Problem details
Below are entries. Copy exactly the lines running from the line that holds "clipping and filtering." to the line that holds "pub fn len(&self)", with both ends included.
______________________________
//! The extraction run: resolve, locate, fetch, merge, clip, filter.

use std::fmt;
use std::sync::Arc;

use bldg_common::{AreaOfInterest, FeatureCollection, LodTemplate};
use export::{Encoding, ExportPayload, Exporter};
use futures::stream::{self, StreamExt, TryStreamExt};
use reqwest::Client;
use tracing::{debug, info, instrument};
use vsi_archive::ArchiveReader;

use crate::clip::SpatialClipper;
use crate::config::ExtractorConfig;
use crate::error::{ExtractError, Result};
use crate::fetcher::{CellData, CellFetcher};
use crate::filter::AttributeFilter;
use crate::locator::{CatalogClient, CkanCatalog, RemoteLocator};
use crate::merge::merge;
use crate::reference::ReferenceData;
use crate::resolver::CellResolver;

/// States of one extraction run.
#[derive(Debug, Clone, Copy, PartialEq, Eq)]
pub enum RunState {
    Idle,
    Resolving,
    Fetching,
    Merging,
    Filtering,
    Ready,
    Empty,
    Exporting,
    Done,
}

impl RunState {
    pub fn as_str(&self) -> &'static str {
        match self {
            RunState::Idle => "idle",
            RunState::Resolving => "resolving",
            RunState::Fetching => "fetching",
            RunState::Merging => "merging",
            RunState::Filtering => "filtering",
            RunState::Ready => "ready",
            RunState::Empty => "empty",
            RunState::Exporting => "exporting",
            RunState::Done => "done",
        }
    }
}

impl fmt::Display for RunState {
    fn fmt(&self, f: &mut fmt::Formatter<'_>) -> fmt::Result {
        f.write_str(self.as_str())
    }
}

/// Tracks and logs the state of a run.
#[derive(Debug)]
struct RunTracker {
    state: RunState,
}

impl RunTracker {
    fn new() -> Self {
        Self {
            state: RunState::Idle,
        }
    }

    fn advance(&mut self, next: RunState) {
        debug!(from = %self.state, to = %next, "Run state changed");
        self.state = next;
    }
}

/// Why a run produced nothing.
#[derive(Debug, Clone, Copy, PartialEq, Eq)]
pub enum EmptyReason {
    /// No grid cell with a current dataset intersects the AOI.
    NoCoverage,
    /// Cells were read but no feature survived clipping and filtering.
    NoFeatures,
}

impl fmt::Display for EmptyReason {
    fn fmt(&self, f: &mut fmt::Formatter<'_>) -> fmt::Result {
        match self {
            EmptyReason::NoCoverage => f.write_str("no dataset covers the area of interest"),
            EmptyReason::NoFeatures => f.write_str("no building matched the area and filters"),
        }
    }
}

/// Result of a completed run. An empty result is not a failure.
#[derive(Debug, Clone, PartialEq)]
pub enum Extraction {
    Ready(FeatureCollection),
    Empty(EmptyReason),
}

impl Extraction {
    pub fn is_empty(&self) -> bool {
        matches!(self, Extraction::Empty(_))
    }

    pub fn collection(&self) -> Option<&FeatureCollection> {
        match self {
            Extraction::Ready(collection) => Some(collection),
            Extraction::Empty(_) => None,
        }
    }

    pub fn len(&self) -> usize {
        self.collection().map_or(0, FeatureCollection::len)
    }

    /// Serialize a ready result. May be called repeatedly with different
    /// encodings.
    #[instrument(skip(self, exporter), fields(encoding = %encoding))]
    pub async fn export(&self, exporter: &Exporter, encoding: Encoding) -> Result<ExportPayload> {
        let collection = match self {
            Extraction::Ready(collection) => collection,
            Extraction::Empty(reason) => {
                return Err(ExtractError::NothingToExport(reason.to_string()));
            }
        };

        let mut run = RunTracker {
            state: RunState::Ready,
        };
        run.advance(RunState::Exporting);
        let payload = exporter.export(collection, encoding).await?;
        run.advance(RunState::Done);
        Ok(payload)
    }
}

/// Runs extractions against shared reference data.
///
/// Reference data and the HTTP client are shared; each call to [`extract`]
/// is an independent run with its own resource lookups and archive
/// directories, so a run never sees catalog answers or archive contents
/// cached by an earlier one.
///
/// [`extract`]: Extractor::extract
pub struct Extractor {
    reference: Arc<ReferenceData>,
    catalog: Arc<dyn CatalogClient>,
    client: Client,
    layer_pattern: String,
    lod: LodTemplate,
    concurrency: usize,
}

/// Lookups and archive directories cached for the duration of one run.
struct RunContext {
    locator: RemoteLocator,
    fetcher: CellFetcher,
}

impl Extractor {
    /// Build an extractor talking to the configured CKAN catalog.
    pub fn new(reference: Arc<ReferenceData>, config: &ExtractorConfig) -> Result<Self> {
        config.validate()?;

        let client = Client::builder()
            .timeout(config.request_timeout())
            .connect_timeout(config.connect_timeout())
            .build()
            .map_err(|e| ExtractError::InvalidConfig(format!("failed to build HTTP client: {}", e)))?;

        let catalog = Arc::new(CkanCatalog::new(client.clone(), &config.catalog_base_url));

        info!(
            catalog = %config.catalog_base_url,
            lod = %config.lod,
            concurrency = config.fetch_concurrency,
            "Extractor ready"
        );

        Ok(Self {
            reference,
            catalog,
            client,
            layer_pattern: config.layer_pattern.clone(),
            lod: config.lod,
            concurrency: config.fetch_concurrency.max(1),
        })
    }

    pub fn reference(&self) -> &ReferenceData {
        &self.reference
    }

    fn run_context(&self) -> RunContext {
        let reader = Arc::new(ArchiveReader::with_client(self.client.clone()));
        RunContext {
            locator: RemoteLocator::new(self.catalog.clone(), &self.layer_pattern),
            fetcher: CellFetcher::new(reader, self.lod),
        }
    }

    /// Run one extraction for `aoi`.
    ///
    /// Catalog failures and fetch failures abort the run. Cells whose file
    /// is absent from the archive contribute nothing.
    #[instrument(skip_all, fields(lod = %self.lod))]
    pub async fn extract(&self, aoi: &AreaOfInterest, filter: &AttributeFilter) -> Result<Extraction> {
        let mut run = RunTracker::new();

        run.advance(RunState::Resolving);
        let pairs = CellResolver::new(&self.reference).resolve(aoi);
        if pairs.is_empty() {
            info!("No grid cell with a current dataset intersects the area of interest");
            run.advance(RunState::Empty);
            metrics::counter!("bldg_extractions_total", "outcome" => "no_coverage").increment(1);
            return Ok(Extraction::Empty(EmptyReason::NoCoverage));
        }

        let context = self.run_context();
        let mut paths = Vec::with_capacity(pairs.len());
        for pair in &pairs {
            paths.push(context.locator.locate(pair).await?);
        }
        info!(
            cells = pairs.len(),
            resources = context.locator.resolved_count(),
            "Resolved cell files"
        );

        run.advance(RunState::Fetching);
        // buffered() yields in input order whatever the completion order
        let cells: Vec<CellData> = stream::iter(paths.iter().map(|path| context.fetcher.fetch(path)))
            .buffered(self.concurrency)
            .try_collect()
            .await?;

        run.advance(RunState::Merging);
        let not_surveyed = cells.iter().filter(|c| !c.is_surveyed()).count();
        let merged = merge(cells.into_iter().map(CellData::into_collection));
        info!(
            features = merged.len(),
            not_surveyed,
            "Merged cell collections"
        );

        run.advance(RunState::Filtering);
        let clipped = SpatialClipper::new(aoi).clip(&merged);
        let filtered = filter.apply(&clipped);

        if filtered.is_empty() {
            info!(
                merged = merged.len(),
                clipped = clipped.len(),
                "No building matched the area and filters"
            );
            run.advance(RunState::Empty);
            metrics::counter!("bldg_extractions_total", "outcome" => "no_features").increment(1);
            return Ok(Extraction::Empty(EmptyReason::NoFeatures));
        }

        info!(features = filtered.len(), "Extraction ready");
        run.advance(RunState::Ready);
        metrics::counter!("bldg_extractions_total", "outcome" => "ready").increment(1);
        Ok(Extraction::Ready(filtered))
    }
}

#[cfg(test)]
mod tests {
    use super::*;

    #[test]
    fn test_run_state_names() {
        assert_eq!(RunState::Idle.to_string(), "idle");
        assert_eq!(RunState::Exporting.to_string(), "exporting");
    }

    #[test]
    fn test_tracker_advances() {
        let mut run = RunTracker::new();
        run.advance(RunState::Resolving);
        run.advance(RunState::Empty);
        assert_eq!(run.state, RunState::Empty);
    }

    #[tokio::test]
    async fn test_empty_extraction_cannot_export() {
        let extraction = Extraction::Empty(EmptyReason::NoFeatures);
        assert!(extraction.is_empty());
        assert_eq!(extraction.len(), 0);
        let result = extraction.export(&Exporter::new(), Encoding::GeoJson).await;
        assert!(matches!(result, Err(ExtractError::NothingToExport(_))));
    }
}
______________________________
Result for this task
    /// Cells were read but no feature survived clipping and filtering.
    NoFeatures,
}

impl fmt::Display for EmptyReason {
    fn fmt(&self, f: &mut fmt::Formatter<'_>) -> fmt::Result {
        match self {
            EmptyReason::NoCoverage => f.write_str("no dataset covers the area of interest"),
            EmptyReason::NoFeatures => f.write_str("no building matched the area and filters"),
        }
    }
}

/// Result of a completed run. An empty result is not a failure.
#[derive(Debug, Clone, PartialEq)]
pub enum Extraction {
    Ready(FeatureCollection),
    Empty(EmptyReason),
}

impl Extraction {
    pub fn is_empty(&self) -> bool {
        matches!(self, Extraction::Empty(_))
    }

    pub fn collection(&self) -> Option<&FeatureCollection> {
        match self {
            Extraction::Ready(collection) => Some(collection),
            Extraction::Empty(_) => None,
        }
    }

    pub fn len(&self) -> usize {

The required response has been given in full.